Whoa there, partner!! Before you jump off the handle and say I don’t know what I’m talking about by saying you should stop stretching, chillax for a second, take a deep breath, and let me further confuse you. You should stop stretching joints, and try to just stretch muscles.
Well, sure, that seems obvious, but even then, people have always said stretching helps to prevent injuries. However, most of this is anecdotal, meaning it hasn’t been proven in a clinically designed research trial with statistical analysis. But it sure sounds good, doesn’t it? Stretch that muscle, bend that joint, and become less injured. HOORRAAAAY!!
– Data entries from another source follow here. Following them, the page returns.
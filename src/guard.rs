//! Fetch guards: generation tokens + in-flight request sharing.
//! Ensures stale fetches cannot write results to visible state, and that an
//! identical outstanding request is joined instead of reissued.

use std::collections::HashMap;
use std::future::Future;
use std::hash::Hash;
use std::sync::atomic::{AtomicU64, Ordering};
use std::sync::Arc;

use futures_util::future::{BoxFuture, FutureExt, Shared};
use parking_lot::{Mutex, RwLock};
use tokio_util::sync::CancellationToken;
use tracing::debug;

/// Identity of one request issued through a [`FetchGuard`].
#[derive(Debug, Clone)]
pub struct GuardToken {
    generation: u64,
    token: CancellationToken,
}

impl GuardToken {
    pub fn generation(&self) -> u64 {
        self.generation
    }

    /// Cancellation signal for this request; fires when it is superseded or
    /// the subscription is cancelled.
    pub fn cancellation(&self) -> &CancellationToken {
        &self.token
    }
}

/// Outcome of a guarded fetch.
#[derive(Debug, Clone, PartialEq, Eq)]
pub enum Fetched<V> {
    /// Result of the most recent request for this subscription.
    Current(V),
    /// A newer request (or a cancel) superseded this one; drop the value.
    Stale,
}

impl<V> Fetched<V> {
    pub fn current(self) -> Option<V> {
        match self {
            Fetched::Current(v) => Some(v),
            Fetched::Stale => None,
        }
    }

    pub fn is_stale(&self) -> bool {
        matches!(self, Fetched::Stale)
    }
}

type SharedFetch<V> = Shared<BoxFuture<'static, V>>;

struct Pending<V: Clone> {
    fetch: SharedFetch<V>,
    waiters: usize,
}

/// Outstanding requests keyed by what they fetch. Shared between all guards
/// of one kind so two views asking for the same thing share one call.
///
/// An entry lives as long as someone awaits it. When the last waiter
/// finishes or is dropped (timeout, unmounted view, aborted task) the entry
/// goes away with it.
pub struct InFlight<K, V: Clone> {
    pending: Mutex<HashMap<K, Pending<V>>>,
}

impl<K, V> Default for InFlight<K, V>
where
    K: Eq + Hash + Clone,
    V: Clone + Send + Sync + 'static,
{
    fn default() -> Self {
        Self::new()
    }
}

/// One caller's claim on a pending entry; releases it on drop.
struct Waiter<'a, K: Eq + Hash, V: Clone> {
    pending: &'a Mutex<HashMap<K, Pending<V>>>,
    key: K,
    // Never polled, so it still identifies the entry after completion.
    fetch: SharedFetch<V>,
}

impl<K: Eq + Hash, V: Clone> Drop for Waiter<'_, K, V> {
    fn drop(&mut self) {
        let mut pending = self.pending.lock();
        let Some(entry) = pending.get_mut(&self.key) else {
            return;
        };
        if !entry.fetch.ptr_eq(&self.fetch) {
            return;
        }
        entry.waiters = entry.waiters.saturating_sub(1);
        if entry.waiters == 0 {
            pending.remove(&self.key);
        }
    }
}

impl<K, V> InFlight<K, V>
where
    K: Eq + Hash + Clone,
    V: Clone + Send + Sync + 'static,
{
    pub fn new() -> Self {
        Self {
            pending: Mutex::new(HashMap::new()),
        }
    }

    /// Run `make()` for `key`, or join the call already running for it.
    pub async fn run<F, Fut>(&self, key: K, make: F) -> V
    where
        F: FnOnce() -> Fut,
        Fut: Future<Output = V> + Send + 'static,
    {
        let waiter = {
            let mut pending = self.pending.lock();
            let fetch = match pending.get_mut(&key) {
                Some(existing) => {
                    debug!(waiters = existing.waiters + 1, "joining in-flight request");
                    existing.waiters += 1;
                    existing.fetch.clone()
                }
                None => {
                    let fetch = make().boxed().shared();
                    pending.insert(
                        key.clone(),
                        Pending {
                            fetch: fetch.clone(),
                            waiters: 1,
                        },
                    );
                    fetch
                }
            };
            Waiter {
                pending: &self.pending,
                key,
                fetch,
            }
        };

        waiter.fetch.clone().await
    }

    pub fn len(&self) -> usize {
        self.pending.lock().len()
    }

    pub fn is_empty(&self) -> bool {
        self.len() == 0
    }
}

/// Per-subscription staleness guard ("currently displayed recipe",
/// "currently displayed image"). Each `begin` advances the generation,
/// cancels the previous token and issues a fresh one.
pub struct FetchGuard<K, V: Clone> {
    current_token: RwLock<CancellationToken>,
    generation: AtomicU64,
    in_flight: Arc<InFlight<K, V>>,
}

impl<K, V> FetchGuard<K, V>
where
    K: Eq + Hash + Clone,
    V: Clone + Send + Sync + 'static,
{
    pub fn new(in_flight: Arc<InFlight<K, V>>) -> Self {
        Self {
            current_token: RwLock::new(CancellationToken::new()),
            generation: AtomicU64::new(0),
            in_flight,
        }
    }

    /// Start a new request; every earlier token becomes stale.
    pub fn begin(&self) -> GuardToken {
        let mut token_guard = self.current_token.write();
        token_guard.cancel();
        let fresh = CancellationToken::new();
        *token_guard = fresh.clone();
        let generation = self.generation.fetch_add(1, Ordering::SeqCst) + 1;
        GuardToken {
            generation,
            token: fresh,
        }
    }

    /// Returns true if `token` belongs to the latest request and was not cancelled.
    #[inline]
    pub fn is_current(&self, token: &GuardToken) -> bool {
        !token.token.is_cancelled() && self.generation.load(Ordering::SeqCst) == token.generation
    }

    /// Invalidate the current request (view unmounted, navigated away).
    pub fn cancel(&self) {
        let token_guard = self.current_token.read();
        token_guard.cancel();
    }

    pub fn current_generation(&self) -> u64 {
        self.generation.load(Ordering::SeqCst)
    }

    /// Begin a request for `key` and await it, joining an identical
    /// in-flight call if there is one. The value is only handed back if no
    /// newer request or cancel happened meanwhile.
    pub async fn fetch<F, Fut>(&self, key: K, make: F) -> Fetched<V>
    where
        F: FnOnce() -> Fut,
        Fut: Future<Output = V> + Send + 'static,
    {
        let token = self.begin();
        let value = self.in_flight.run(key, make).await;
        if self.is_current(&token) {
            Fetched::Current(value)
        } else {
            debug!(generation = token.generation, "discarding stale fetch result");
            Fetched::Stale
        }
    }
}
If we think about it a little closer, look at the people in athletics who have the greatest amount of flexibility: gymnasts and dancers. If you ever get a chance to talk to a “retired” gymnast or dancer, they’ll give you a laundry list of injuries and pains they have, more than likely because of an excess of flexibility and a loss of joint stability. This causes the loss of strength, muscle co-contraction to try to provide stability, pain, and the feeling of tightness in and around the area. Dr. Stuart McGill
has shown many times that it’s not a loss of mobility that causes back pain, but an excess
of mobility at one or more vertebrae that leads to problems. There’s even some good ol’ fancy research on the topic.Some Belgian researchers
reviewed some of the data out there, and found that there was no cited benefit for stretching to prevent injuries at any point of the body!! Further, in athletes, who rely on the spring effect created by a stretch-shortening cycle found in impact-type activities where explosive power is needed, stretching actually changed the viscosity of the tendons, making them softer and less resilient to loading and speedy contractions, meaning performance went in the pooper and injuries had a greater chance of happening.
Time after time I’ve had clients come in to me and say they need more flexibility, when they really need more stability. I take them through a small range of motion workout to get their core working, position their scapula correctly, and move their hips, and all of a sudden, they have amazing range of motion!!! Hallelujah!!! Pay at the front.
Now I do find that stretching is beneficial, if done correctly, and with the joint position in mind. Most people stretch completely wrong, but will look to find ways to make their squat or deadlift stronger. They’ll pay only minimal amount of attention to stretch technique, but spend hours trying to “mobilize” their hips and spine. Let’s take the classic hurdlers stretch for the hamstrings. People try to touch their toes, regardless of where the joint motion is coming from, and wind up rounding their backs so far that they look like Will Ferrell trying to perform the Smiling Cobra in yoga class.
Sure, they feel it in the hamstrings, but that;s just because they’re the longest unbroken muscle in that posterior fascial line, and it has the greatest room to stretch. Does it mean it’s a good stretch? No!! If you have any pre-existing back injuries that make you flexion intolerant (like the author of said post), you’re going to wind up making things worse.
Now this next point is cooler than a polar bears toe nails: You don’t have to spend copious amounts of time stretching with static holds to get more flexible and better performance. In fact, most static stretching won’t do you any good, unless you have a fascial hyperactivation, in which case it’s the best thing since sliced bread.
Most active stretches should be done with the specific joint mechanics in mind. If you’re stretching your hamstrings, make sure your spine doesn’t flex, or else you’re loading it with shear and compression, which makes for some unhappy discs. If you’re stretching your shoulders, make sure you get the scapula in the right place, or else you’ll torque on the glenohumeral joint, and may actually create a rotator cuff issue. When in doubt, lift some heavy stuff,and stop stretching. You might wind up feeling better.